Toda la costa del Mediterráneo es un ejemplo de lo que puede llegar a hacer el destrozo urbanístico. Santa Pola no era ajena a ese desastre y había algunas zonas de «urbanismo» moderno que me producían unas enormes ganas de llorar; menos mal que el centro de la ciudad, lo que llaman la parte vieja, guardaba una sensación de lugar tranquilo y acogedor. Desde allí salían, sobre las cuatro de la mañana, los pescadores para llegar al muelle, subir a su barco y salir al mar a pescar. Santa Pola tenía y tiene una de las más importantes lonjas de la costa y los barcos, a toda prisa, llegaban a puerto antes de las siete y descargaban sus cajas, que habían ido preparando durante la vuelta.
La subasta se hacía de forma muy rápida y era casi imposible seguirla. En carretones el comprador se llevaba su producto y, poco a poco, el bullicio inicial daba paso a un silencio sólo roto por las olas del mar golpeando los cascos de los barcos amarrados fuertemente en sus muelles.
El patrón de una de esas embarcaciones me invitó a salir con ellos a pescar al día siguiente —«Si hace bueno», me aclaró—. Y como un peón de brega aparecí en el muelle a las cuatro y media de la madrugada. Era de noche. Los motores de todos los barcos sonaban fuertes y al patrón me invitó a subir. Íbamos saliendo del puerto —unos barcos detrás de otros— y de golpe el zarandeo se acrecentó porque, como me explicó el patrón, ya habíamos entrado en mar abierta. Monótonamente navegamos hasta que el sol se posicionó más allá de la isla de Tabarca, mientras el cocinero preparaba unos huevos revueltos para cada miembro de la tripulación. Recuerdo el movimiento; allí nadie paraba ni un instante: removían redes, preparaban aparejos, machacaban hielo, apilaban las cajas de madera y señalaban al fondo unos delfines saltando. De golpe el sol lo inundó todo.
—Dentro de poco nos acercaremos al banco que nos han localizado y esperemos que hoy tengamos un buen día.
Los motores iban poco a poco bajando de potencia y sobre las doce el cocinero nos ofreció un arroz a banda exquisito que media hora después, cuando el barco se detuvo tras haber echado las redes y el vaivén se acrecentó, iría por la borda para alimento de peces.
—Esto es lo peor —me confirmó el patrón—. Ahora debería usted bajarse a la zona donde están los petates e intentar dormir un rato.

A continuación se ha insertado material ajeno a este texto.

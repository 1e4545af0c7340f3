//! Account records owned by the quadratic-funding program.
//!
//! All records are fixed-size, little-endian and unpadded. 256-bit fields are
//! stored as 32 little-endian bytes.

use std::fmt;

use alloy_primitives::U256;
use chain_sol::bytes_to_address;

use crate::error::{QfError, Result};

/// Lifecycle of a round. Byte 0 is an uninitialized account and never decodes.
#[derive(Debug, Clone, Copy, PartialEq, Eq)]
pub enum RoundStatus {
    Active,
    Ended,
}

impl RoundStatus {
    pub fn to_byte(self) -> u8 {
        match self {
            RoundStatus::Active => 1,
            RoundStatus::Ended => 2,
        }
    }

    pub fn from_byte(byte: u8) -> Result<Self> {
        match byte {
            1 => Ok(RoundStatus::Active),
            2 => Ok(RoundStatus::Ended),
            0 => Err(QfError::DecodeMismatch("round is not initialized".into())),
            other => Err(QfError::DecodeMismatch(format!("unknown round status {other}"))),
        }
    }
}

impl fmt::Display for RoundStatus {
    fn fmt(&self, f: &mut fmt::Formatter<'_>) -> fmt::Result {
        match self {
            RoundStatus::Active => f.write_str("active"),
            RoundStatus::Ended => f.write_str("ended"),
        }
    }
}

/// Sequential reader over a record that has already been length-checked.
struct Fields<'a> {
    data: &'a [u8],
    pos: usize,
}

impl<'a> Fields<'a> {
    fn new(data: &'a [u8], len: usize, kind: &str) -> Result<Self> {
        if data.len() != len {
            return Err(QfError::DecodeMismatch(format!(
                "{kind} record must be {len} bytes, got {}",
                data.len()
            )));
        }
        Ok(Self { data, pos: 0 })
    }

    fn bytes<const N: usize>(&mut self) -> [u8; N] {
        let mut out = [0u8; N];
        out.copy_from_slice(&self.data[self.pos..self.pos + N]);
        self.pos += N;
        out
    }

    fn u8(&mut self) -> u8 {
        self.bytes::<1>()[0]
    }

    fn flag(&mut self) -> bool {
        self.u8() == 1
    }

    fn u64(&mut self) -> u64 {
        u64::from_le_bytes(self.bytes())
    }

    fn u256(&mut self) -> U256 {
        U256::from_le_bytes(self.bytes::<32>())
    }
}

fn u256_le(value: &U256) -> [u8; 32] {
    value.to_le_bytes::<32>()
}

// ---------------------------------------------------------------------------
// Round
// ---------------------------------------------------------------------------

#[derive(Debug, Clone, PartialEq, Eq)]
pub struct Round {
    pub status: RoundStatus,
    /// Total raised so far.
    pub fund: u64,
    /// Platform fee owed to the owner.
    pub fee: u64,
    pub vault: [u8; 32],
    pub owner: [u8; 32],
    /// Aggregate matching weight across projects.
    pub area: U256,
}

impl Round {
    pub const LEN: usize = 113;

    pub fn unpack(data: &[u8]) -> Result<Self> {
        let mut f = Fields::new(data, Self::LEN, "round")?;
        Ok(Self {
            status: RoundStatus::from_byte(f.u8())?,
            fund: f.u64(),
            fee: f.u64(),
            vault: f.bytes(),
            owner: f.bytes(),
            area: f.u256(),
        })
    }

    pub fn pack(&self) -> Vec<u8> {
        let mut buf = Vec::with_capacity(Self::LEN);
        buf.push(self.status.to_byte());
        buf.extend_from_slice(&self.fund.to_le_bytes());
        buf.extend_from_slice(&self.fee.to_le_bytes());
        buf.extend_from_slice(&self.vault);
        buf.extend_from_slice(&self.owner);
        buf.extend_from_slice(&u256_le(&self.area));
        buf
    }
}

impl fmt::Display for Round {
    fn fmt(&self, f: &mut fmt::Formatter<'_>) -> fmt::Result {
        writeln!(f, "status: {}", self.status)?;
        writeln!(f, "owner: {}", bytes_to_address(&self.owner))?;
        writeln!(f, "vault: {}", bytes_to_address(&self.vault))?;
        writeln!(f, "fund: {}", self.fund)?;
        writeln!(f, "fee: {}", self.fee)?;
        write!(f, "area: {}", self.area)
    }
}

// ---------------------------------------------------------------------------
// Project
// ---------------------------------------------------------------------------

#[derive(Debug, Clone, PartialEq, Eq)]
pub struct Project {
    pub round: [u8; 32],
    pub owner: [u8; 32],
    /// Set once the project has withdrawn its share.
    pub withdraw: bool,
    pub votes: u64,
    pub area: U256,
    pub area_sqrt: U256,
}

impl Project {
    pub const LEN: usize = 137;

    pub fn unpack(data: &[u8]) -> Result<Self> {
        let mut f = Fields::new(data, Self::LEN, "project")?;
        Ok(Self {
            round: f.bytes(),
            owner: f.bytes(),
            withdraw: f.flag(),
            votes: f.u64(),
            area: f.u256(),
            area_sqrt: f.u256(),
        })
    }

    pub fn pack(&self) -> Vec<u8> {
        let mut buf = Vec::with_capacity(Self::LEN);
        buf.extend_from_slice(&self.round);
        buf.extend_from_slice(&self.owner);
        buf.push(self.withdraw as u8);
        buf.extend_from_slice(&self.votes.to_le_bytes());
        buf.extend_from_slice(&u256_le(&self.area));
        buf.extend_from_slice(&u256_le(&self.area_sqrt));
        buf
    }
}

impl fmt::Display for Project {
    fn fmt(&self, f: &mut fmt::Formatter<'_>) -> fmt::Result {
        writeln!(f, "round: {}", bytes_to_address(&self.round))?;
        writeln!(f, "owner: {}", bytes_to_address(&self.owner))?;
        writeln!(f, "withdraw: {}", self.withdraw)?;
        writeln!(f, "votes: {}", self.votes)?;
        writeln!(f, "area: {}", self.area)?;
        write!(f, "area_sqrt: {}", self.area_sqrt)
    }
}

// ---------------------------------------------------------------------------
// Voter
// ---------------------------------------------------------------------------

/// Per (project, voter token account) contribution record.
#[derive(Debug, Clone, PartialEq, Eq)]
pub struct Voter {
    pub is_init: bool,
    pub votes: u64,
    /// Fixed-point square root of `votes`, maintained by the program.
    pub votes_sqrt: U256,
}

impl Voter {
    /// `is_init` (1) + `votes` (8) + `votes_sqrt` (32). The square root is a
    /// full 256-bit field on chain, so older 17-byte layouts do not decode.
    pub const LEN: usize = 41;

    pub fn unpack(data: &[u8]) -> Result<Self> {
        let mut f = Fields::new(data, Self::LEN, "voter")?;
        Ok(Self {
            is_init: f.flag(),
            votes: f.u64(),
            votes_sqrt: f.u256(),
        })
    }

    pub fn pack(&self) -> Vec<u8> {
        let mut buf = Vec::with_capacity(Self::LEN);
        buf.push(self.is_init as u8);
        buf.extend_from_slice(&self.votes.to_le_bytes());
        buf.extend_from_slice(&u256_le(&self.votes_sqrt));
        buf
    }
}

impl fmt::Display for Voter {
    fn fmt(&self, f: &mut fmt::Formatter<'_>) -> fmt::Result {
        writeln!(f, "is_init: {}", self.is_init)?;
        writeln!(f, "votes: {}", self.votes)?;
        write!(f, "votes_sqrt: {}", self.votes_sqrt)
    }
}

Metido en un petate escuchaba cómo el mar golpeaba brusco el casco del buque, y con el temor de morir ahogado me quedé dormido hasta que el patrón, a gritos, me despertó y me anunció que subiera para ver cómo habían salido las redes de cargadas.
Cientos de peces se revolvían como locos antes de morir y los pescadores, con enorme agilidad y destreza, los iban cogiendo, separando y metiéndolos ya en distintos cajones, que inundaban de hielo.
Los bichos pequeños o aquellos que difícilmente iban a entrar en la subasta de la lonja, o pasaban al mar de nuevo o algunos de los marineros, cocinero incluido, los recogían en sus cestillos de mimbre para hacerse unos buenos caldos a la marinera.
Ya habíamos dejado a la derecha Tabarca, la isla con su drama histórico, y de golpe nos vimos rodeados por todos los otros barcos que apurando la velocidad esperaban llegar a puerto antes de las siete y ser los primeros en bajar su pesca por el suelo de la lonja.
El capitán me invitó a sentarme en la proa con él —«esto lo hace ya el barco solo»— y con la brisa fuerte en el rostro y la visión de Santa Pola al fondo me quedé casi como anestesiado. Hoy me siento feliz recordando aquella sensación de libertad, a pesar del enorme mareo y de haberme metido, tan inconscientemente entre pecho y espalda, un exquisito plato de arroz a banda.